* **Material provided**

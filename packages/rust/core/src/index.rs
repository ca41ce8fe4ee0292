//! Cross-document page index.
//!
//! Built once over the whole corpus before any document is transformed, then
//! shared read-only by every worker.

use std::collections::HashMap;
use std::path::{Path, PathBuf};

use scraper::{Html, Selector};
use tracing::{debug, info, instrument, warn};

use pagesmith_document::collapse_whitespace;
use pagesmith_shared::{FailureEntry, PageRecord, PagesmithError, Result};

use crate::passes::BrandRewriter;
use crate::slug::{SlugParser, file_stem, humanize};

/// Registry of every indexed page plus groupings by service.
///
/// Groupings hold positions into the registry, so each record is stored once.
#[derive(Debug, Clone, Default)]
pub struct PageIndex {
    registry: Vec<PageRecord>,
    by_source: HashMap<String, Vec<usize>>,
    by_target: HashMap<String, Vec<usize>>,
}

impl PageIndex {
    /// Register a page under its services. Returns its registry position.
    pub fn insert(&mut self, record: PageRecord) -> usize {
        let pos = self.registry.len();
        if let Some(source) = &record.source_service {
            self.by_source.entry(source.clone()).or_default().push(pos);
        }
        if let Some(target) = &record.target_service {
            self.by_target.entry(target.clone()).or_default().push(pos);
        }
        self.registry.push(record);
        pos
    }

    /// Every record in insertion order.
    pub fn records(&self) -> &[PageRecord] {
        &self.registry
    }

    pub fn len(&self) -> usize {
        self.registry.len()
    }

    pub fn is_empty(&self) -> bool {
        self.registry.is_empty()
    }

    /// Pages whose source service is `service`, in insertion order.
    pub fn by_source<'a>(&'a self, service: &str) -> impl Iterator<Item = &'a PageRecord> + 'a {
        self.group(&self.by_source, service)
    }

    /// Pages whose target service is `service`, in insertion order.
    pub fn by_target<'a>(&'a self, service: &str) -> impl Iterator<Item = &'a PageRecord> + 'a {
        self.group(&self.by_target, service)
    }

    /// Number of distinct source services.
    pub fn source_count(&self) -> usize {
        self.by_source.len()
    }

    /// Number of distinct target services.
    pub fn target_count(&self) -> usize {
        self.by_target.len()
    }

    fn group<'a>(
        &'a self,
        groups: &'a HashMap<String, Vec<usize>>,
        service: &str,
    ) -> impl Iterator<Item = &'a PageRecord> + 'a {
        groups
            .get(service)
            .map(Vec::as_slice)
            .unwrap_or_default()
            .iter()
            .map(|&pos| &self.registry[pos])
    }
}

/// Result of indexing a corpus.
#[derive(Debug, Default)]
pub struct IndexBuild {
    pub index: PageIndex,
    /// Documents that could not be read; they are absent from the index.
    pub failures: Vec<FailureEntry>,
}

/// Turns documents into [`PageRecord`]s.
#[derive(Debug, Clone, Copy)]
pub struct IndexBuilder<'a> {
    brand: &'a BrandRewriter,
    slugs: &'a SlugParser,
}

impl<'a> IndexBuilder<'a> {
    pub fn new(brand: &'a BrandRewriter, slugs: &'a SlugParser) -> Self {
        Self { brand, slugs }
    }

    /// Read and index every path, in order. Unreadable files are recorded as
    /// failures and skipped.
    #[instrument(skip_all, fields(documents = paths.len()))]
    pub fn build(&self, paths: &[PathBuf]) -> IndexBuild {
        let mut build = IndexBuild::default();

        for path in paths {
            match self.read_record(path) {
                Ok(record) => {
                    debug!(file = %record.filename, title = %record.title, "indexed");
                    build.index.insert(record);
                }
                Err(e) => {
                    warn!(path = %path.display(), error = %e, "excluded from index");
                    build.failures.push(FailureEntry {
                        file: path.clone(),
                        error: e.to_string(),
                    });
                }
            }
        }

        info!(
            pages = build.index.len(),
            sources = build.index.source_count(),
            targets = build.index.target_count(),
            failures = build.failures.len(),
            "page index built"
        );
        build
    }

    fn read_record(&self, path: &Path) -> Result<PageRecord> {
        let html = std::fs::read_to_string(path).map_err(|e| PagesmithError::io(path, e))?;
        self.record(path, &html)
    }

    /// Build the record for one document's markup.
    pub fn record(&self, path: &Path, html: &str) -> Result<PageRecord> {
        let filename = path
            .file_name()
            .and_then(|n| n.to_str())
            .ok_or_else(|| PagesmithError::validation(format!("unusable file name: {}", path.display())))?
            .to_string();

        let raw_title = extract_title(html).unwrap_or_else(|| humanize(file_stem(&filename)));
        let (title, _) = self.brand.rewrite(&raw_title);
        let title = strip_brand_suffix(&title, self.brand.brand()).to_string();

        let services = self.slugs.parse(&filename);
        Ok(PageRecord {
            relative_link: format!("./{filename}"),
            filename,
            filepath: path.to_path_buf(),
            title,
            source_service: services.source,
            target_service: services.target,
        })
    }
}

/// `<title>` text, else first `<h1>` text. Whitespace is collapsed and empty
/// text counts as missing.
pub fn extract_title(html: &str) -> Option<String> {
    let doc = Html::parse_document(html);
    ["title", "h1"].iter().find_map(|tag| {
        let selector = Selector::parse(tag).expect("tag name is a valid selector");
        doc.select(&selector)
            .next()
            .map(|el| collapse_whitespace(&el.text().collect::<String>()))
            .filter(|text| !text.is_empty())
    })
}

fn strip_brand_suffix<'t>(title: &'t str, brand: &str) -> &'t str {
    title
        .strip_suffix(brand)
        .and_then(|rest| rest.trim_end().strip_suffix('|'))
        .unwrap_or(title)
        .trim()
}
//! Markup output through html5ever's serializer.
//!
//! One adjustment on top of `HtmlSerializer`: the parser drops a single
//! leading newline inside `pre`, `textarea` and `listing`, so one is written
//! back whenever their text starts with a newline. Without it every
//! parse/serialize round trip would eat a line.

use std::io::{self, Write};

use html5ever::QualName;
use html5ever::serialize::{AttrRef, HtmlSerializer, Serialize, SerializeOpts, Serializer};

pub(crate) use html5ever::serialize::TraversalScope;

use crate::HTML_NAMESPACE;

/// Elements whose first newline is swallowed by the parser.
const LEADING_NEWLINE_ELEMENTS: &[&str] = &["pre", "textarea", "listing"];

pub(crate) fn to_markup<T: Serialize>(node: &T, traversal_scope: TraversalScope) -> String {
    let opts = SerializeOpts {
        // Matches the parser, which treats <noscript> content as raw text.
        scripting_enabled: true,
        traversal_scope: traversal_scope.clone(),
        create_missing_parent: false,
    };

    let mut buf = Vec::new();
    let mut serializer = PageSerializer {
        inner: HtmlSerializer::new(&mut buf, opts),
        restore_newline: false,
    };
    // Writes go to an in-memory buffer and cannot fail.
    let _ = node.serialize(&mut serializer, traversal_scope);
    drop(serializer);

    String::from_utf8(buf).unwrap_or_else(|e| String::from_utf8_lossy(e.as_bytes()).into_owned())
}

struct PageSerializer<W: Write> {
    inner: HtmlSerializer<W>,
    restore_newline: bool,
}

impl<W: Write> Serializer for PageSerializer<W> {
    fn start_elem<'a, AttrIter>(&mut self, name: QualName, attrs: AttrIter) -> io::Result<()>
    where
        AttrIter: Iterator<Item = AttrRef<'a>>,
    {
        self.restore_newline = &*name.ns == HTML_NAMESPACE
            && LEADING_NEWLINE_ELEMENTS.contains(&&*name.local);
        self.inner.start_elem(name, attrs)
    }

    fn end_elem(&mut self, name: QualName) -> io::Result<()> {
        self.restore_newline = false;
        self.inner.end_elem(name)
    }

    fn write_text(&mut self, text: &str) -> io::Result<()> {
        if std::mem::take(&mut self.restore_newline) && text.starts_with('\n') {
            self.inner.writer.write_all(b"\n")?;
        }
        self.inner.write_text(text)
    }

    fn write_comment(&mut self, text: &str) -> io::Result<()> {
        self.restore_newline = false;
        self.inner.write_comment(text)
    }

    fn write_doctype(&mut self, name: &str) -> io::Result<()> {
        self.inner.write_doctype(name)
    }

    fn write_processing_instruction(&mut self, target: &str, data: &str) -> io::Result<()> {
        self.restore_newline = false;
        self.inner.write_processing_instruction(target, data)
    }
}

/// Escape text for building markup by hand; same rules as html5ever's text output.
pub fn escape_text(text: &str) -> String {
    let mut out = String::with_capacity(text.len());
    for c in text.chars() {
        match c {
            '&' => out.push_str("&amp;"),
            '\u{a0}' => out.push_str("&nbsp;"),
            '<' => out.push_str("&lt;"),
            '>' => out.push_str("&gt;"),
            _ => out.push(c),
        }
    }
    out
}

/// Escape a value for a double-quoted attribute; same rules as html5ever's attribute output.
pub fn escape_attr(value: &str) -> String {
    let mut out = String::with_capacity(value.len());
    for c in value.chars() {
        match c {
            '&' => out.push_str("&amp;"),
            '\u{a0}' => out.push_str("&nbsp;"),
            '"' => out.push_str("&quot;"),
            _ => out.push(c),
        }
    }
    out
}

#[cfg(test)]
mod tests {
    use super::*;

    #[test]
    fn escape_text_handles_markup_chars() {
        assert_eq!(escape_text("a<b>&c"), "a&lt;b&gt;&amp;c");
        assert_eq!(escape_text("x\u{a0}y"), "x&nbsp;y");
    }

    #[test]
    fn escape_attr_only_touches_quotes_and_amp() {
        assert_eq!(escape_attr(r#"say "hi" <now> & then"#), "say &quot;hi&quot; <now> &amp; then");
    }
}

* **What needs to be done**
Report every line from the material above that mentions the word "groups".

* **Problem solution**
        groups: &'a HashMap<String, Vec<usize>>,
        groups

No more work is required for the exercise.